Rappelons que la trop courte piste d’atterrissage impose toujours des limitations inacceptables aux opérations de l’avion-ambulance, dans des conditions de pluie ou de neige qui, selon le jargon, contaminent la piste. Évidemment, il va de soi qu’on ne choisit ni le jour, ni l’heure, ni la météo propice aux évacuations médicales d’urgence! À cela s’ajoutent les cas de pénuries de médicaments et toutes les turbulences vécues par les Madelinots dues aux multiples annulations de vols qui pourraient être atténuées par l’allongement de la piste.
Le remplacement imminent des appareils d’Air Canada, l’accès à de plus gros appareils favorisant le développement économique et touristique sont parmi les autres arguments qui militent en faveur de l’allongement de la piste. Après plus de 25 ans de tergiversations, le gouvernement fédéral devrait enfin reconnaître que «l’efficacité opérationnelle» actuelle et à venir de son aéroport et sa «rentabilité» pour le milieu commandent un allongement de la piste d’atterrissage.
Un engagement électoral
On imagine bien que c’est ce genre d’arguments qui ont convaincu la candidate libérale aux élections d’octobre dernier, Diane Lebouthillier, de faire de l’allongement de la piste un engagement électoral-clé de sa campagne. Devenue députée et ministre du Revenu national, Mme Lebouthillier ne semble plus se souvenir des raisons qui ont motivé sa promesse. En effet, lors de son passage aux Îles, il y a deux semaines, la députée-ministre a formulé une surprenante série de questions. «On a besoin de quoi? Est-ce qu’on a besoin d’appareils, disait-elle. On as-tu besoin d’une piste de 5500 pieds, de 6000 pieds? Qu’est-ce que ça implique? On va avoir besoin d’une étude parce que là pour l’instant on entend plein de choses…»
Il n’y a évidemment rien de répréhensible dans le fait de vouloir préciser la problématique actuelle et les besoins des Madelinots en matière de transport aérien. On s’attendrait toutefois à ce que la députée fédérale de la Gaspésie et des Îles s’approprie le dossier comme l’un de ses engagements prioritaires. Qu’elle pose des questions, soit, mais qu’elle avance aussi des hypothèses de solution à un dossier qui est désormais le sien. Si elle souhaite une étude, il lui appartient de convaincre sans délai son collègue ministre des Transports de faire le nécessaire et d’en assumer la responsabilité.
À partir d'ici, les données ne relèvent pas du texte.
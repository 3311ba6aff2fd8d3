//! Per-session registry of meter streams to keep alive.
//!
//! The mixer stops streaming a meter about ten seconds after the last
//! `/meters` request for it, so the session resends every registered
//! request on each keep-alive tick.

use std::collections::BTreeMap;

use xairlib_core::OscArg;
use xairlib_osc::meters;

/// Meter id plus optional channel selector.
pub type MeterKey = (u32, Option<i32>);

/// Mapping of enabled meters to the `/meters` arguments that refresh them.
#[derive(Debug, Clone, Default)]
pub struct MeterRegistry {
    entries: BTreeMap<MeterKey, Vec<OscArg>>,
}

impl MeterRegistry {
    pub fn new() -> Self {
        Self::default()
    }

    /// Register meter `id` (optionally for one channel). Re-enabling is a no-op.
    pub fn enable(&mut self, id: u32, channel: Option<i32>) {
        self.entries
            .insert((id, channel), meters::request_args(id, channel));
    }

    /// Unregister a meter. Returns `false` if it was not enabled.
    pub fn disable(&mut self, id: u32, channel: Option<i32>) -> bool {
        self.entries.remove(&(id, channel)).is_some()
    }

    pub fn contains(&self, id: u32, channel: Option<i32>) -> bool {
        self.entries.contains_key(&(id, channel))
    }

    pub fn len(&self) -> usize {
        self.entries.len()
    }

    pub fn is_empty(&self) -> bool {
        self.entries.is_empty()
    }

    /// Argument lists of every `/meters` request to send, in key order.
    pub fn requests(&self) -> impl Iterator<Item = &Vec<OscArg>> {
        self.entries.values()
    }
}

#[cfg(test)]
mod tests {
    use super::*;

    #[test]
    fn new_registry_is_empty() {
        let registry = MeterRegistry::new();
        assert!(registry.is_empty());
        assert_eq!(registry.requests().count(), 0);
    }

    #[test]
    fn enable_builds_request_args() {
        let mut registry = MeterRegistry::new();
        registry.enable(2, None);
        registry.enable(6, Some(4));

        let requests: Vec<_> = registry.requests().cloned().collect();
        assert_eq!(
            requests,
            vec![
                vec![OscArg::from("/meters/2")],
                vec![OscArg::from("/meters/6"), OscArg::Int(4)],
            ]
        );
    }

    #[test]
    fn channel_distinguishes_entries() {
        let mut registry = MeterRegistry::new();
        registry.enable(6, Some(1));
        registry.enable(6, Some(2));
        registry.enable(6, Some(1));
        assert_eq!(registry.len(), 2);
        assert!(registry.contains(6, Some(2)));
        assert!(!registry.contains(6, None));
    }

    #[test]
    fn disable_removes_only_matching_key() {
        let mut registry = MeterRegistry::new();
        registry.enable(2, None);
        registry.enable(2, Some(0));

        assert!(registry.disable(2, None));
        assert!(!registry.disable(2, None));
        assert!(registry.contains(2, Some(0)));
    }
}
Le ministre en visite aux Îles
On peut d’ailleurs tracer ici un parallèle avec le transport maritime. Lors d’une visite à Ottawa, en juin 2007, les représentants municipaux avaient convaincu le ministre conservateur de l’époque, Lawrence Cannon, de mener une étude socio-économique sur l’opportunité d’un lien maritime hivernal. Après deux ans de travail assidu, de mobilisation et de persévérance, la traverse à l’année s’est concrétisée en février 2009.
Ainsi, une étude socio-économique, indépendante et financée par Ottawa, constitue peut-être la première étape à franchir vers l’allongement de la piste. Mais pour cela, la députée des Îles doit s’en montrer convaincue et faire preuve de leadership. De son côté, le ministre des Transports, Marc Garneau, doit démontrer une ouverture sans équivoque au projet.
Or, son refus de rencontrer le maire des Îles à Ottawa, le mois dernier, sème le doute. Devant l’insistance du maire à se rendre sur la colline parlementaire le rencontrer, le ministre Garneau s’est permis une réponse aussi claire que cinglante. «Il ne sera pas nécessaire de vous déplacer à Ottawa, en engageant des frais pour vos commettants, étant donné que je prévois déjà me déplacer aux Îles-de-la-Madeleine au mois de juillet. Je vous propose donc de tenir cette rencontre à ce moment.»
Cette rencontre sera donc déterminante. En plus d’un engagement attendu en matière de transport aérien, on s’attend à ce que le ministre confirme formellement l’abandon du projet de cession du port de Cap-aux-Meules et annonce ses intentions quant au remplacement du traversier Madeleine et à l’avenir de la desserte maritime.